As of last week, Cameron’s office had received 2,432 consumer complaints about price gouging since March 7. The number of complaints last year was zero, in part because Kentucky's price-gouging law wasn't triggered until March 7, when Gov. Andy Beshear declared a state of emergency. It bans sellers from charging prices that are “grossly in excess” of what they charged before the pandemic.
“In this last couple of weeks in working with Amazon, there were some third-party sellers who were using Amazon’s platform to price gouge. So we served six subpoenas, cease-and-desist orders on those third-party sellers to tell them to stop that type of behavior,” Cameron said in an interview with WCPO last week.
“As soon as we find out that a behavior ... in my judgment is harmful to Kentuckians, we’re doing everything we possibly can to shut it down,” Cameron said.
Sellers can face a $5,000 fine for a first offense of price gouging in Kentucky, which can increase to $25,000 for multiple offenses.
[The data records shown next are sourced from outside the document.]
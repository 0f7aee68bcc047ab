//! TOML configuration shared by the CLI and the HTTP server.
//!
//! Every section is optional; missing keys fall back to their defaults.

use std::fs;
use std::net::SocketAddr;
use std::path::{Path, PathBuf};

use serde::{Deserialize, Serialize};
use thiserror::Error;

use crate::recommend::{ScoreWeights, DEFAULT_MAX_RESULTS};

/// Fully resolved configuration.
#[derive(Debug, Clone, Default, PartialEq, Eq, Serialize, Deserialize)]
#[serde(default)]
pub struct AppConfig {
    /// Scoring and result-size knobs.
    pub recommender: RecommenderSection,
    /// HTTP listener settings.
    pub server: ServerSection,
    /// Dataset location.
    pub data: DataSection,
}

/// `[recommender]`
#[derive(Debug, Clone, PartialEq, Eq, Serialize, Deserialize)]
#[serde(default)]
pub struct RecommenderSection {
    /// Result count used when a request does not specify one.
    pub default_max_results: usize,
    /// Points per preferred genre.
    pub genre_weight: u64,
    /// Points per preferred platform.
    pub platform_weight: u64,
    /// Maximum search hits.
    pub search_limit: usize,
    /// Shortest accepted search string, in characters.
    pub min_search_length: usize,
    /// Index age, in seconds, after which health reports it as stale.
    pub index_stale_after_secs: u64,
}

impl Default for RecommenderSection {
    fn default() -> Self {
        let weights = ScoreWeights::default();
        Self {
            default_max_results: DEFAULT_MAX_RESULTS,
            genre_weight: weights.genre,
            platform_weight: weights.platform,
            search_limit: 10,
            min_search_length: 2,
            index_stale_after_secs: 24 * 60 * 60,
        }
    }
}

impl RecommenderSection {
    /// Preference weights.
    pub fn weights(&self) -> ScoreWeights {
        ScoreWeights {
            genre: self.genre_weight,
            platform: self.platform_weight,
        }
    }
}

/// `[server]`
#[derive(Debug, Clone, PartialEq, Eq, Serialize, Deserialize)]
#[serde(default)]
pub struct ServerSection {
    /// Interface to bind.
    pub host: String,
    /// TCP port.
    pub port: u16,
    /// Allowed CORS origins; `*` allows any.
    pub allow_origins: Vec<String>,
}

impl Default for ServerSection {
    fn default() -> Self {
        Self {
            host: "127.0.0.1".to_string(),
            port: 5000,
            allow_origins: vec!["*".to_string()],
        }
    }
}

impl ServerSection {
    /// Parses `host:port`.
    pub fn socket_addr(&self) -> Result<SocketAddr, ConfigError> {
        let raw = format!("{}:{}", self.host, self.port);
        raw.parse().map_err(|_| ConfigError::InvalidAddress { value: raw })
    }
}

/// `[data]`
#[derive(Debug, Clone, Default, PartialEq, Eq, Serialize, Deserialize)]
#[serde(default)]
pub struct DataSection {
    /// Dataset JSON file.
    pub dataset: Option<PathBuf>,
}

impl AppConfig {
    /// Loads `explicit`, or the default location when `None`. A missing file
    /// yields the defaults.
    pub fn load(explicit: Option<&Path>) -> Result<Self, ConfigError> {
        let path = explicit.map(Path::to_path_buf).or_else(default_config_path);
        match path {
            Some(path) if path.exists() => read_file(&path),
            Some(path) if explicit.is_some() => Err(ConfigError::Missing { path }),
            _ => Ok(Self::default()),
        }
    }

    /// Parses configuration text.
    pub fn from_toml(contents: &str) -> Result<Self, toml::de::Error> {
        toml::from_str(contents)
    }
}

fn read_file(path: &Path) -> Result<AppConfig, ConfigError> {
    let contents = fs::read_to_string(path).map_err(|source| ConfigError::Read {
        path: path.to_path_buf(),
        source,
    })?;
    AppConfig::from_toml(&contents).map_err(|source| ConfigError::Parse {
        path: path.to_path_buf(),
        source,
    })
}

/// Configuration loading failures.
#[derive(Debug, Error)]
pub enum ConfigError {
    /// An explicitly requested file does not exist.
    #[error("config file {path} does not exist")]
    Missing {
        /// Requested path.
        path: PathBuf,
    },
    /// The file could not be read.
    #[error("failed to read config {path}: {source}")]
    Read {
        /// File path.
        path: PathBuf,
        /// Underlying error.
        source: std::io::Error,
    },
    /// The file is not valid TOML for [`AppConfig`].
    #[error("failed to parse config {path}: {source}")]
    Parse {
        /// File path.
        path: PathBuf,
        /// Underlying error.
        source: toml::de::Error,
    },
    /// `host:port` is not a socket address.
    #[error("invalid listen address '{value}'")]
    InvalidAddress {
        /// Offending value.
        value: String,
    },
}

/// `<config dir>/gamegraph/config.toml`
pub fn default_config_path() -> Option<PathBuf> {
    dirs::config_dir().map(|base| base.join("gamegraph").join("config.toml"))
}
“We’ve got to be firing on all cylinders and be working very very hard to be the watchman at the gate,” said Cameron, whose office is also investigating roughly 100 scams related to the coronavirus.
“There’s a lot of COVID-19 scams where somebody who is masquerading as a member of the Centers for Disease Control or Small Business Administration or someone who claims to be connected to a charity. These are all things we are seeing across Kentucky,” Cameron said.
Last week Cameron’s office shut down two fraudulent COVID-19 pop-up testing sites in Louisville. The office also worked with Tennessee authorities to track down two brothers who had purchased gloves, sanitizing wipes and other items in Kentucky with the intent to resell them at a much higher price out of state.
“They relinquished their possessions and we were able to donate back into the KY community,” Cameron said.
Yost is also warning Ohioans about products that claim to be cures for the virus.
“We’ve got all kinds of reports of things going on, people trying to hustle a buck off the COVID crisis,” Yost said. “Look, there is no cure. There is no vaccine. There aren’t any creams or lozenges or anything else, and if somebody is trying to sell you that stuff, first of all don’t buy it, second of all let us know about it, because we are actively investigating these cases.”